• [What you have to do]:
Beginning with the line where "comma-separated values, got" appears, retype every remaining line of the data below, both the first and last included.

Items listed in a dataset
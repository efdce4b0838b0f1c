//! Cross-agent learning rules
//!
//! A gate-passed, high-quality winner yields a compact pattern that is
//! propagated to every other agent. Each transfer is tracked in a
//! [`LearningRecord`] keyed by target, source, category and persona.

pub mod pattern;
pub mod record;

pub use pattern::{NO_TRANSFERABLE_PATTERN, extract_pattern, is_transferable, select_steps};
pub use record::{
    DEFAULT_QUALITY_THRESHOLD, EMA_RETAIN, LearningKey, LearningRecord, learning_skip_reason,
};
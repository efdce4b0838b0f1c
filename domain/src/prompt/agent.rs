//! Prompt templates for racing agents

use crate::agent::Persona;

/// Line prefix agents use for each reasoning step
pub const STEP_PREFIX: &str = "Step";
/// Heading that separates the reasoning trace from the answer
pub const FINAL_ANSWER_MARKER: &str = "Final Answer:";

/// Templates for generating agent prompts
pub struct AgentPromptTemplate;

impl AgentPromptTemplate {
    /// System prompt for an agent playing `persona`
    pub fn agent_system(persona: Persona, tools: &[String]) -> String {
        let tools = if tools.is_empty() {
            "No tools are available; answer from reasoning alone.".to_string()
        } else {
            format!("Tools you may use: {}.", tools.join(", "))
        };

        format!(
            r#"You are one of several independent agents answering the same task. Your answers will be compared and scored for accuracy, completeness, clarity and insight.

Persona: {persona}
{stance}

{tools}

Format your reply exactly as follows:
{step} 1: <first reasoning step>
{step} 2: <next reasoning step>
...
{final_marker}
<your complete answer>

Keep each step to one or two sentences. Only claim results you actually observed."#,
            persona = persona,
            stance = persona.stance(),
            tools = tools,
            step = STEP_PREFIX,
            final_marker = FINAL_ANSWER_MARKER,
        )
    }

    /// Task prompt: the original prompt, then guidance and learned patterns
    pub fn task_prompt(prompt: &str, hints: &[String], patterns: &[String]) -> String {
        let mut out = prompt.trim().to_string();

        if !hints.is_empty() {
            out.push_str("\n\nGuidance:");
            for hint in hints {
                out.push_str("\n- ");
                out.push_str(hint);
            }
        }

        if !patterns.is_empty() {
            out.push_str("\n\nApproaches that scored well on similar tasks:");
            for pattern in patterns {
                out.push_str("\n- ");
                out.push_str(pattern);
            }
        }

        out
    }
}

#[cfg(test)]
mod tests {
    use super::*;

    #[test]
    fn test_task_prompt_plain() {
        assert_eq!(AgentPromptTemplate::task_prompt("  Sort it ", &[], &[]), "Sort it");
    }

    #[test]
    fn test_task_prompt_with_guidance_and_patterns() {
        let prompt = AgentPromptTemplate::task_prompt(
            "Sort it",
            &["Show each step.".to_string()],
            &["[persona:analytical] split | merge".to_string()],
        );
        assert_eq!(
            prompt,
            "Sort it\n\nGuidance:\n- Show each step.\n\nApproaches that scored well on similar tasks:\n- [persona:analytical] split | merge"
        );
    }

    #[test]
    fn test_agent_system_mentions_persona_and_tools() {
        let system =
            AgentPromptTemplate::agent_system(Persona::Adversarial, &["shell".to_string()]);
        assert!(system.contains("Persona: adversarial"));
        assert!(system.contains("Tools you may use: shell."));
        assert!(system.contains(FINAL_ANSWER_MARKER));

        let bare = AgentPromptTemplate::agent_system(Persona::Lateral, &[]);
        assert!(bare.contains("No tools are available"));
    }
}
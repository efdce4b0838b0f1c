//! Prompt domain
//!
//! Templates for the two model-facing prompts of a race: the agent prompt
//! (persona + task + guidance) and the judge prompt (strict JSON scoring).

pub mod agent;
pub mod judge;

pub use agent::{AgentPromptTemplate, FINAL_ANSWER_MARKER, STEP_PREFIX};
pub use judge::JudgePromptTemplate;
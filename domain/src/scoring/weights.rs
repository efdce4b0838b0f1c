//! Judging weight vectors

use crate::core::error::DomainError;
use serde::{Deserialize, Serialize};
use std::fmt;

use super::score::MetricScores;

const SUM_TOLERANCE: f64 = 1e-9;

/// Relative weight of each judging metric.
///
/// Always sums to 1: every constructor normalizes, and malformed input
/// (negative, non-finite, or all-zero components) falls back to
/// [`WeightVector::DEFAULT`].
#[derive(Debug, Clone, Copy, PartialEq, Serialize, Deserialize)]
pub struct WeightVector {
    pub accuracy: f64,
    pub completeness: f64,
    pub clarity: f64,
    pub insight: f64,
}

impl WeightVector {
    pub const DEFAULT: WeightVector = WeightVector {
        accuracy: 0.3,
        completeness: 0.3,
        clarity: 0.2,
        insight: 0.2,
    };

    /// Normalize raw components so they sum to 1.
    ///
    /// A vector that already sums to 1 is returned untouched.
    pub fn normalize(accuracy: f64, completeness: f64, clarity: f64, insight: f64) -> Self {
        let parts = [accuracy, completeness, clarity, insight];
        if parts.iter().any(|p| !p.is_finite() || *p < 0.0) {
            return Self::DEFAULT;
        }

        let sum: f64 = parts.iter().sum();
        if sum <= SUM_TOLERANCE {
            return Self::DEFAULT;
        }

        if (sum - 1.0).abs() <= SUM_TOLERANCE {
            return Self {
                accuracy,
                completeness,
                clarity,
                insight,
            };
        }

        Self {
            accuracy: accuracy / sum,
            completeness: completeness / sum,
            clarity: clarity / sum,
            insight: insight / sum,
        }
    }

    /// Re-normalize this vector (no-op for vectors built through `normalize`)
    pub fn normalized(&self) -> Self {
        Self::normalize(self.accuracy, self.completeness, self.clarity, self.insight)
    }

    pub fn sum(&self) -> f64 {
        self.accuracy + self.completeness + self.clarity + self.insight
    }

    pub fn as_array(&self) -> [f64; 4] {
        [self.accuracy, self.completeness, self.clarity, self.insight]
    }

    /// Weighted mean of the metrics, in [0,10]
    pub fn weighted(&self, metrics: &MetricScores) -> f64 {
        self.accuracy * metrics.accuracy
            + self.completeness * metrics.completeness
            + self.clarity * metrics.clarity
            + self.insight * metrics.insight
    }
}

impl Default for WeightVector {
    fn default() -> Self {
        Self::DEFAULT
    }
}

impl fmt::Display for WeightVector {
    fn fmt(&self, f: &mut fmt::Formatter<'_>) -> fmt::Result {
        write!(
            f,
            "{:.2},{:.2},{:.2},{:.2}",
            self.accuracy, self.completeness, self.clarity, self.insight
        )
    }
}

impl std::str::FromStr for WeightVector {
    type Err = DomainError;

    /// Parse `"acc,comp,clar,ins"`; the result is normalized
    fn from_str(s: &str) -> Result<Self, Self::Err> {
        let parts: Vec<f64> = s
            .split(',')
            .map(|p| p.trim().parse::<f64>())
            .collect::<Result<_, _>>()
            .map_err(|e| DomainError::InvalidWeights(format!("{}: {}", s, e)))?;

        match parts.as_slice() {
            [a, b, c, d] => Ok(Self::normalize(*a, *b, *c, *d)),
            _ => Err(DomainError::InvalidWeights(format!(
                "expected 4 comma-separated values, got {}",
                parts.len()
            ))),
        }
    }
}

• [Reply to the exercise]:
                "expected 4 comma-separated values, got {}",
                parts.len()
            ))),
        }
    }
}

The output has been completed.